Script/endpoint to aggregate coverage of sources across sources

mekarpeles commented 8 years ago

BASE, openarchives, and others have a listing of their "sources". I plan to write a script which aggregates all of these into a single list.

Jurnie commented 8 years ago

Save yourself some work. Took me a week to gather and clean them all, back in August :)

mekarpeles commented 8 years ago

@Jurnie how many sources does this include? Is there a list we can enumerate?

BASE has around 85,000,000 documents and ~4,000 sources (we're trying to find the ones which are missing). You can browse the list here: http://www.base-search.net/about/en/about_sources_date_dn.php?menu=2

cc: @pietsch

Jurnie commented 8 years ago

Everything that isn't a journal. Just look at the URL path.

mekarpeles commented 8 years ago

@Jurnie, sorry which url path? I am trying to see a list of which sources (institutions) JURN has covered, the total number of sources are included, and how many documents are available.

Is this the list of sources? http://www.jurn.org/jurn-listoftitles.pdf or this http://www.jurn.org/directory/?

Thanks for your help

Jurnie commented 8 years ago

Ah, instructions required :) Ok, forget about JURN - I'm not giving you that. I'm giving you the GRAFT list. Go to the GRAFT link URL, the one that runs the search. MouseOver it. See that URL path, pointing to the HTML source that Google is using to power the on-the-fly CSE? Copy and load it. Right-click, 'View page source'.

Jurnie commented 8 years ago

Here's a group test of GRAFT, running it against the other public repository search tools. Albeit on a very hard search, so not many results for any of them.

mekarpeles commented 8 years ago

Is this the link you're talking about? https://cse.google.com/tools/makecse?url=http%3A%2F%2Fwww.jurn.org%2Fgraft%2Findex4.html

Jurnie commented 8 years ago

Nearly. If this were a simple little test, re: if I should join your project or not, you wouldn't be doing very well at this point :) http://www.jurn.org/graft/index4.html and right-click, View source. All known repository URLs A-Z (bar archive.org and a couple of other mega-positories that would clutter results), up-to-date and thoroughly cleaned. Enjoy.

mekarpeles commented 8 years ago

@Jurnie thanks, that worked. This is a great list, thanks for your efforts. It looks like there's just over 4,000 sources here. Would it be helpful for us to check this against BASE to see if there are any missing sources for you to add?

cleegiles commented 8 years ago

Of the 85 M, most seem to be not full text documents but metadata records.

Does anyone know how many full text documents are there?

On 1/29/16 7:11 PM, Michael E. Karpeles wrote:

@Jurnie how many sources does this include?
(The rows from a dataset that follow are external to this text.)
//! Helper functions for the HTML tokenizer.
//!
//! [§ 13.2.5 Tokenization](https://html.spec.whatwg.org/multipage/parsing.html#tokenization)
//!
//! This module contains utility functions used throughout the tokenizer:
//! - State transitions ("Switch to", "Reconsume in")
//! - Input/character handling ("Consume the next input character")
//! - Token emission ("Emit the current token"), with character coalescing
//! - RCDATA/RAWTEXT/script data helpers for end tag detection
//! - Attribute helpers for duplicate detection
//! - Parse error reporting

use weft_common::warning::log_once;

use super::core::{PendingCharacters, Tokenizer, TokenizerState};
use super::token::{CharacterKind, Location, Token};
use crate::error::{ErrorCode, ParseError};

// =============================================================================
// State Transition Helpers
// =============================================================================

impl Tokenizer {
    /// [§ 13.2.5 Tokenization](https://html.spec.whatwg.org/multipage/parsing.html#tokenization)
    ///
    /// "Switch to the X state"
    ///
    /// Transitions to a new state. The next character will be consumed on the
    /// next iteration of the main loop.
    pub(super) const fn switch_to(&mut self, new_state: TokenizerState) {
        self.state = new_state;
    }

    /// [§ 13.2.5 Tokenization](https://html.spec.whatwg.org/multipage/parsing.html#tokenization)
    ///
    /// "Reconsume in the X state"
    ///
    /// Transitions to a new state without consuming the current character.
    /// The same character will be processed again in the new state.
    pub(super) const fn reconsume_in(&mut self, new_state: TokenizerState) {
        self.reconsume = true;
        self.state = new_state;
    }

    /// "Reconsume in the return state."
    pub(super) const fn reconsume_in_return_state(&mut self) {
        self.reconsume_in(self.return_state);
    }

    /// "Switch to the return state."
    pub(super) const fn switch_to_return_state(&mut self) {
        self.switch_to(self.return_state);
    }
}

// =============================================================================
// Input/Character Helpers
// =============================================================================

impl Tokenizer {
    /// [§ 13.2.5 Tokenization](https://html.spec.whatwg.org/multipage/parsing.html#tokenization)
    ///
    /// "Consume the next input character"
    ///
    /// Returns None at the end of input. Input stream errors raised by the
    /// preprocessor are recorded here.
    pub(super) fn consume(&mut self) -> Option<char> {
        let c = self.preprocessor.advance();
        if let Some(code) = self.preprocessor.take_error() {
            self.parse_error(code);
        }
        c
    }

    /// Consume `count` further code points of a keyword already matched with
    /// [`Preprocessor::matches_at_current`](crate::preprocessor::Preprocessor::matches_at_current).
    pub(super) fn consume_matched(&mut self, count: usize) {
        for _ in 0..count {
            let _ = self.consume();
        }
    }

    /// [§ 13.2.5 Tokenization](https://html.spec.whatwg.org/multipage/parsing.html#tokenization)
    ///
    /// "If the next few characters are..."
    ///
    /// Compares starting at the current input character.
    pub(super) fn next_few_characters_are(&self, target: &str, case_insensitive: bool) -> bool {
        self.preprocessor.matches_at_current(target, case_insensitive)
    }

    /// [§ 12.1.4 ASCII whitespace](https://infra.spec.whatwg.org/#ascii-whitespace)
    ///
    /// "ASCII whitespace is U+0009 TAB, U+000A LF, U+000C FF, U+000D CR,
    /// or U+0020 SPACE."
    ///
    /// CR never reaches the tokenizer; the preprocessor normalizes it.
    pub(super) const fn is_whitespace_char(input_char: char) -> bool {
        matches!(input_char, ' ' | '\t' | '\n' | '\x0C')
    }
}

// =============================================================================
// Token Emission Helpers
// =============================================================================

impl Tokenizer {
    /// [§ 13.2.5 Tokenization](https://html.spec.whatwg.org/multipage/parsing.html#tokenization)
    ///
    /// "Emit the current token"
    ///
    /// Any pending character run is queued first so that tokens keep source
    /// order.
    pub(super) fn emit_current_token(&mut self) {
        self.drop_duplicate_attribute();
        let Some(mut token) = self.current_token.take() else {
            return;
        };
        self.flush_pending_characters();

        match &mut token {
            Token::StartTag { name, .. } => {
                // "The last start tag token emitted" drives appropriate end tag
                // detection in the RCDATA, RAWTEXT and script data states.
                self.last_start_tag_name = Some(name.clone());
            }
            Token::EndTag {
                attributes,
                self_closing,
                ..
            } => {
                // "When an end tag token is emitted with attributes, that is an
                // end-tag-with-attributes parse error."
                if !attributes.is_empty() {
                    self.parse_error(ErrorCode::EndTagWithAttributes);
                }
                // "When an end tag token is emitted with its self-closing flag set,
                // that is an end-tag-with-trailing-solidus parse error."
                if *self_closing {
                    self.parse_error(ErrorCode::EndTagWithTrailingSolidus);
                }
            }
            _ => {}
        }

        if self.options.location_info {
            token.set_location(Location::new(
                self.token_start,
                self.preprocessor.end_offset(),
            ));
        }
        log::trace!(target: "weft::tokenizer", "emit {token}");
        self.token_queue.push_back(token);
    }

    /// "Emit the current input character as a character token."
    pub(super) fn emit_current_character(&mut self, c: char) {
        let end = self.preprocessor.end_offset();
        self.emit_character(c, end);
    }

    /// Emit characters that were consumed before the current input character
    /// (the temporary buffer, a pending `<`, ...). The current input character
    /// is about to be reconsumed, so the run ends where it starts.
    pub(super) fn emit_characters_before_current(&mut self, s: &str) {
        let end = self.preprocessor.offset();
        for c in s.chars() {
            self.emit_character(c, end);
        }
    }

    /// Emit characters that end with the current input character.
    pub(super) fn emit_characters_through_current(&mut self, s: &str) {
        let end = self.preprocessor.end_offset();
        for c in s.chars() {
            self.emit_character(c, end);
        }
    }

    /// Add `c` to the pending character run, starting a new run when its class
    /// differs from the pending one.
    fn emit_character(&mut self, c: char, end: usize) {
        let kind = CharacterKind::of(c);
        if let Some(pending) = &mut self.pending_characters
            && pending.kind == kind
        {
            pending.data.push(c);
            pending.end = end;
            return;
        }
        self.flush_pending_characters();
        self.pending_characters = Some(PendingCharacters {
            kind,
            data: String::from(c),
            start: self.token_start,
            end,
        });
    }

    /// Queue the pending character run as a single token.
    pub(super) fn flush_pending_characters(&mut self) {
        let Some(pending) = self.pending_characters.take() else {
            return;
        };
        let mut token = Token::new_characters(pending.kind, pending.data);
        if self.options.location_info {
            token.set_location(Location::new(pending.start, pending.end));
        }
        self.token_queue.push_back(token);
    }

    /// "Emit an end-of-file token."
    pub(super) fn emit_eof_token(&mut self) {
        self.flush_pending_characters();
        self.current_attribute_is_duplicate = false;
        self.token_queue.push_back(Token::new_eof());
        self.at_eof = true;
    }
}

// =============================================================================
// RCDATA/RAWTEXT/Script Data Helpers
// =============================================================================

impl Tokenizer {
    /// [§ 13.2.5.11 RCDATA end tag name state](https://html.spec.whatwg.org/multipage/parsing.html#rcdata-end-tag-name-state)
    ///
    /// "An appropriate end tag token is an end tag token whose tag name matches
    /// the tag name of the last start tag to have been emitted from this
    /// tokenizer, if any. If no start tag has been emitted from this tokenizer,
    /// then no end tag token is appropriate."
    pub(super) fn is_appropriate_end_tag_token(&self) -> bool {
        if let (Some(last_start_tag), Some(Token::EndTag { name, .. })) =
            (&self.last_start_tag_name, &self.current_token)
        {
            return name == last_start_tag;
        }
        false
    }

    /// [§ 13.2.5.11 RCDATA end tag name state](https://html.spec.whatwg.org/multipage/parsing.html#rcdata-end-tag-name-state)
    ///
    /// "Anything else":
    /// "Emit a U+003C LESS-THAN SIGN character token, a U+002F SOLIDUS character
    /// token, and a character token for each of the characters in the temporary
    /// buffer (in the order they were added to the buffer). Reconsume in the
    /// X state."
    ///
    /// Shared by the RCDATA, RAWTEXT, script data and script data escaped end
    /// tag name states.
    pub(super) fn end_tag_name_anything_else(&mut self, state: TokenizerState) {
        let mut literal = String::from("</");
        literal.push_str(&self.temporary_buffer);
        self.emit_characters_before_current(&literal);
        self.current_token = None;
        self.reconsume_in(state);
    }

    /// The "ASCII alpha" and terminator branches common to the RCDATA, RAWTEXT
    /// and script data end tag name states. Returns true if the character was
    /// handled.
    ///
    /// "U+0009 CHARACTER TABULATION, U+000A LINE FEED, U+000C FORM FEED, U+0020 SPACE
    ///   If the current end tag token is an appropriate end tag token, then switch
    ///   to the before attribute name state. Otherwise, treat it as per the
    ///   "anything else" entry below.
    /// U+002F SOLIDUS (/)
    ///   ... switch to the self-closing start tag state ...
    /// U+003E GREATER-THAN SIGN (>)
    ///   ... switch to the data state and emit the current tag token ...
    /// ASCII upper alpha
    ///   Append the lowercase version of the current input character to the
    ///   current tag token's tag name. Append the current input character to the
    ///   temporary buffer.
    /// ASCII lower alpha
    ///   Append the current input character to the current tag token's tag name.
    ///   Append the current input character to the temporary buffer."
    pub(super) fn end_tag_name_common(&mut self, c: Option<char>) -> bool {
        match c {
            Some(c) if Self::is_whitespace_char(c) && self.is_appropriate_end_tag_token() => {
                self.switch_to(TokenizerState::BeforeAttributeName);
                true
            }
            Some('/') if self.is_appropriate_end_tag_token() => {
                self.switch_to(TokenizerState::SelfClosingStartTag);
                true
            }
            Some('>') if self.is_appropriate_end_tag_token() => {
                self.switch_to(TokenizerState::Data);
                self.emit_current_token();
                true
            }
            Some(c) if c.is_ascii_alphabetic() => {
                if let Some(token) = &mut self.current_token {
                    token.append_to_tag_name(c.to_ascii_lowercase());
                }
                self.temporary_buffer.push(c);
                true
            }
            _ => false,
        }
    }
}

// =============================================================================
// Attribute Helpers
// =============================================================================

impl Tokenizer {
    /// [§ 13.2.5.33 Attribute name state](https://html.spec.whatwg.org/multipage/parsing.html#attribute-name-state)
    ///
    /// "When the user agent leaves the attribute name state (and before emitting
    /// the tag token, if appropriate), the complete attribute's name must be
    /// compared to the other attributes on the same token; if there is already
    /// an attribute on the token with the exact same name, then this is a
    /// duplicate-attribute parse error and the new attribute must be removed
    /// from the token."
    ///
    /// The attribute stays on the token until its value has been consumed so
    /// the value has somewhere to go; it is dropped by
    /// [`drop_duplicate_attribute`](Self::drop_duplicate_attribute).
    pub(super) fn check_duplicate_attribute(&mut self) {
        let is_duplicate = self
            .current_token
            .as_ref()
            .is_some_and(Token::current_attribute_name_is_duplicate);

        if is_duplicate {
            self.parse_error(ErrorCode::DuplicateAttribute);
            self.current_attribute_is_duplicate = true;
        }
    }

    /// Remove the current attribute if it was marked as a duplicate.
    pub(super) fn drop_duplicate_attribute(&mut self) {
        if !std::mem::take(&mut self.current_attribute_is_duplicate) {
            return;
        }
        if let Some(token) = &mut self.current_token {
            token.remove_current_attribute();
        }
    }

    /// [§ 13.2.5.32 Before attribute name state](https://html.spec.whatwg.org/multipage/parsing.html#before-attribute-name-state)
    ///
    /// "Start a new attribute in the current tag token."
    pub(super) fn start_new_attribute(&mut self) {
        self.drop_duplicate_attribute();
        if let Some(token) = &mut self.current_token {
            token.start_new_attribute();
        }
    }

    /// "Append the current input character to the current attribute's value."
    ///
    /// A no-op while the current attribute is a duplicate.
    pub(super) fn append_to_attribute_value(&mut self, s: &str) {
        if self.current_attribute_is_duplicate {
            return;
        }
        if let Some(token) = &mut self.current_token {
            token.append_to_current_attribute_value(s);
        }
    }
}

// =============================================================================
// Error Handling
// =============================================================================

impl Tokenizer {
    /// [§ 13.2.2 Parse errors](https://html.spec.whatwg.org/multipage/parsing.html#parse-errors)
    ///
    /// Records a parse error at the current input character. Parse errors are
    /// not fatal; the tokenizer recovers and continues. Each distinct code is
    /// logged once.
    pub(super) fn parse_error(&mut self, code: ErrorCode) {
        let offset = self.preprocessor.offset();
        let _ = log_once(log::Level::Debug, "HTML Tokenizer", code.as_str());
        self.errors.push(ParseError::new(code, offset));
    }
}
Is there a list we can enumerate?

BASE has around 85,000,000 documents and ~4,000 sources (we're trying to find the ones which are missing). You can browse the list here: http://www.base-search.net/about/en/about_sources_date_dn.php?menu=2

cc: @pietsch

Reply to this email directly or view it on GitHub: https://github.com/OpenJournal/central/issues/9#issuecomment-177027412

wetneb commented 8 years ago

@cleegiles Detecting which records correspond to full texts is a very interesting challenge (beyond the existing classification based solely on the metadata itself). Could the CiteSeerX crawler do that? Basically using the URLs stored in BASE as seed list, I guess?

cleegiles commented 8 years ago

It's probably not that hard. The crawler just looks for pdf files and hopefully associated metadata only on those sites and nowhere else. Some sites prohibit crawling, however, with their robots.txt.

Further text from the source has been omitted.